Article Must-SEA property: Artist’s underwater homes create submerged city for those who want to sleep with the fishes

Ausstellung The Hyperbolic Crochet Coral Reef. The Föhr Reef

Exhibition The Hyperbolic Crochet Coral Reef. The Föhr Reef at Museum Kunst der Westküste, Alkersum / Föhr Germany.

Das Projekt selbst sieht sich als enge Verbindung von Geometrie und Handarbeit und bewegt sich an der Schnittstelle von Kunst, Wissenschaft, Mathematik und Umweltbewusstsein.
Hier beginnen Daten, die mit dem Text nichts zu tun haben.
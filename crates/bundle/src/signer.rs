use crate::{decode_signed, BundleItem, NonceTable, SignError, UnsignedItem};
use alloy::{
    consensus::Transaction,
    eips::eip2718::Encodable2718,
    network::{Ethereum, EthereumWallet, NetworkWallet, TransactionBuilder},
    primitives::{Address, Bytes},
    providers::Provider,
    rpc::types::TransactionRequest,
};
use tracing::{debug, instrument};

/// A bundle item after local validation, before any node query.
enum Prepared {
    Raw { raw: Bytes, sender: Address, nonce: u64 },
    Unsigned {
        request: TransactionRequest,
        wallet: EthereumWallet,
        sender: Address,
        nonce: Option<u64>,
    },
}

/// Signs bundles, keeping nonces consecutive per sender.
///
/// The provider is used for pending-nonce lookups, chain id lookups and gas
/// estimation, and only for fields the caller did not supply.
#[derive(Debug, Clone)]
pub struct BundleSigner<P> {
    provider: P,
}

impl<P> BundleSigner<P> {
    /// Create a new signer backed by `provider`.
    pub const fn new(provider: P) -> Self {
        Self { provider }
    }

    /// Get a reference to the provider.
    pub const fn provider(&self) -> &P {
        &self.provider
    }
}

impl<P: Provider> BundleSigner<P> {
    /// Sign a bundle.
    ///
    /// Returns one EIP-2718 encoding per item, in input order. Raw items are
    /// passed through unchanged. Each unsigned item takes its nonce from, in
    /// order of preference: the item's explicit nonce, the request's nonce,
    /// the nonce following the sender's previous item in this bundle, or the
    /// sender's pending nonce on chain.
    ///
    /// Malformed explicit nonces and undecodable raw items fail the call
    /// before any node query is made.
    #[instrument(skip_all, fields(items = items.len()))]
    pub async fn sign(&self, items: Vec<BundleItem>) -> Result<Vec<Bytes>, SignError> {
        let prepared =
            items.into_iter().enumerate().map(prepare).collect::<Result<Vec<_>, _>>()?;

        let mut table = NonceTable::new();
        let mut chain_id = None;
        let mut signed = Vec::with_capacity(prepared.len());

        for (index, item) in prepared.into_iter().enumerate() {
            let encoded = match item {
                Prepared::Raw { raw, sender, nonce } => {
                    table.record(sender, nonce);
                    raw
                }
                Prepared::Unsigned { request, wallet, sender, nonce } => {
                    let nonce = match nonce.or_else(|| table.next_nonce(sender)) {
                        Some(nonce) => nonce,
                        None => self.provider.get_transaction_count(sender).pending().await?,
                    };
                    let raw = self
                        .sign_request(index, request, &wallet, sender, nonce, &mut chain_id)
                        .await?;
                    table.record(sender, nonce);
                    raw
                }
            };
            signed.push(encoded);
        }

        Ok(signed)
    }

    async fn sign_request(
        &self,
        index: usize,
        mut request: TransactionRequest,
        wallet: &EthereumWallet,
        sender: Address,
        nonce: u64,
        chain_id: &mut Option<u64>,
    ) -> Result<Bytes, SignError> {
        request.set_from(sender);
        request.set_nonce(nonce);

        // No fee or type information means a legacy transaction at zero gas
        // price.
        if request.gas_price.is_none()
            && request.max_fee_per_gas.is_none()
            && request.max_priority_fee_per_gas.is_none()
            && request.transaction_type.is_none()
        {
            request.set_gas_price(0);
        }

        if request.chain_id.is_none() {
            let id = match *chain_id {
                Some(id) => id,
                None => {
                    let id = self.provider.get_chain_id().await?;
                    *chain_id = Some(id);
                    id
                }
            };
            request.set_chain_id(id);
        }

        if request.gas.is_none() {
            let gas = self.provider.estimate_gas(request.clone()).await?;
            request.set_gas_limit(gas);
        }

        let envelope = TransactionBuilder::<Ethereum>::build(request, wallet)
            .await
            .map_err(|source| SignError::Build { index, source })?;
        debug!(index, %sender, nonce, hash = %envelope.hash(), "signed bundle item");

        Ok(envelope.encoded_2718().into())
    }
}

/// Validate an item locally: decode raw items and parse explicit nonces.
fn prepare((index, item): (usize, BundleItem)) -> Result<Prepared, SignError> {
    match item {
        BundleItem::Raw(raw) => {
            let (envelope, sender) =
                decode_signed(&raw).map_err(|err| SignError::decode(index, err))?.into_parts();
            Ok(Prepared::Raw { raw, sender, nonce: envelope.nonce() })
        }
        BundleItem::Unsigned(UnsignedItem { request, nonce, wallet }) => {
            let sender = NetworkWallet::<Ethereum>::default_signer_address(&wallet);
            let nonce = match nonce {
                Some(explicit) => match explicit.resolve() {
                    Some(nonce) => Some(nonce),
                    None => {
                        return Err(SignError::InvalidNonce { index, nonce: explicit.to_string() })
                    }
                },
                None => request.nonce,
            };
            Ok(Prepared::Unsigned { request, wallet, sender, nonce })
        }
    }
}
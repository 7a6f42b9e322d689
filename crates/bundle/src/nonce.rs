use alloy::primitives::Address;
use std::collections::HashMap;

/// Next expected nonce per sender, built up while a single bundle is signed.
#[derive(Debug, Clone, Default, PartialEq, Eq)]
pub struct NonceTable {
    next: HashMap<Address, u64>,
}

impl NonceTable {
    /// Create an empty table.
    pub fn new() -> Self {
        Self::default()
    }

    /// The next nonce expected for `sender`, if the sender has been seen.
    pub fn next_nonce(&self, sender: Address) -> Option<u64> {
        self.next.get(&sender).copied()
    }

    /// Record that `sender` used `nonce`. The next expected nonce becomes
    /// `nonce + 1`, replacing any previous entry.
    pub fn record(&mut self, sender: Address, nonce: u64) {
        self.next.insert(sender, nonce.saturating_add(1));
    }

    /// Number of senders in the table.
    pub fn len(&self) -> usize {
        self.next.len()
    }

    /// True if no sender has been recorded.
    pub fn is_empty(&self) -> bool {
        self.next.is_empty()
    }
}
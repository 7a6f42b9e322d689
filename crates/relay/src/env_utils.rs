//! Helpers for loading configuration from the environment.
use crate::ConfigError;
use std::{env, str::FromStr};

/// Load a variable from the environment
pub fn load_string(key: &str) -> Result<String, ConfigError> {
    env::var(key).map_err(|_| ConfigError::missing(key))
}

/// Load a variable from the environment
pub fn load_string_opt(key: &str) -> Option<String> {
    env::var(key).ok()
}

/// Load a variable from the environment
pub fn load_u64_opt(key: &str) -> Result<Option<u64>, ConfigError> {
    load_string_opt(key).map(|val| val.parse::<u64>()).transpose().map_err(Into::into)
}

/// Load a variable from the environment
pub fn load_url_opt(key: &str) -> Result<Option<reqwest::Url>, ConfigError> {
    load_string_opt(key).map(|val| reqwest::Url::parse(&val)).transpose().map_err(Into::into)
}

/// Load a variable from the environment and parse it with [`FromStr`].
pub fn load_parsed_opt<T>(key: &str) -> Result<Option<T>, ConfigError>
where
    T: FromStr,
    ConfigError: From<T::Err>,
{
    load_string_opt(key).map(|val| val.parse::<T>()).transpose().map_err(Into::into)
}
Hintergrund ist, auf die bedrohte Schönheit maritimer Ökosysteme und ihre steigende Zerstörung aufmerksam zu machen, mithilfe der gemeinschaftlich praktizierten Kulturtechnik des Häkelns. Immer mehr Riffe sind stark gefährdet, Verursacher: Verschmutzungen des Meerwassers, Überfischung und Klimaerwärmung. Bereits über ein Fünftel aller Korallenriffe ist heutzutage weltweit verschwunden. Hier ist also nun ein Riff gehäkelt worden, beteiligt waren 700 Personen aus Deutschland, Dänemark, Holland, der Schweiz und Österreich.

Erfunden hat das »Korallenhäkeln die Mathematikerin Daina Taimina. Sie entwickelte gehäkelte Modelle, um den hyperbolischen Raum zu visualisieren. Laut website des Projekts ist der mathematische hyperbolische Raum »ein, bildlich gesprochen, in sich selbst gekrümmter, sich an jedem Punkt weiter ausdehnender Raum. Man kann ihn sich ungefähr wie ein gewelltes Salatblatt vorstellen. Lange galt die hyperbolische Geometrie als ein nur schwer vorstellbarer und zweifelhafter Sonderfall der Mathematik. Inzwischen deutet viel darauf hin, dass sich die hyperbolische Geometrie besser als andere Theorien dazu eignet, die Struktur bestimmter natürlicher Organismen, wie Blätter, Quallen, Anemonen oder eben Korallen, mathematisch zu verstehen. Erst die gehäkelten Modelle Taiminas machten die hyperbolische Geometrie anschaulich.«

Die australischen Schwestern Christine und Margaret Wertheim (die eine Künstlerin, die andere Wissenschaftlerin) fanden die Modelle so inspirierend, dass sie ein großes kollektives und partizipatorisches Kunstprojekt iniitierten. 2003 gründeten sie das Institute For Figuring (IFF) in Los Angeles zur ästhetischen Seite wissenschaftlicher Theorien. Das größte Projekt des Instituts ist dabei das hyperbolische gehäkelte Korallenriff (The Hyperbolic Crochet Coral Reef). Über 5000 Mitwirkenden gestalteten bisher über 15 Korallenriffe in gemeinschaftlicher Handarbeit in den USA, in Australien und Europa und wurden bisher in renommierten Museen ausgestellt. »The Föhr Reef« ist dabei das erste Projekt dieser Art in Deutschland.

Früherer Hinweis auf das Häkelkorallenriff hier bei eauemi 

Project created by Margaret and Christine Wertheim of the Institute For Figuring in Los Angeles. The Hyperbolic Crochet Coral Reef is a big project and this exhibition of the reef at Föhr ist he first project at Germany, shown at Föhr, NorthSea Germany.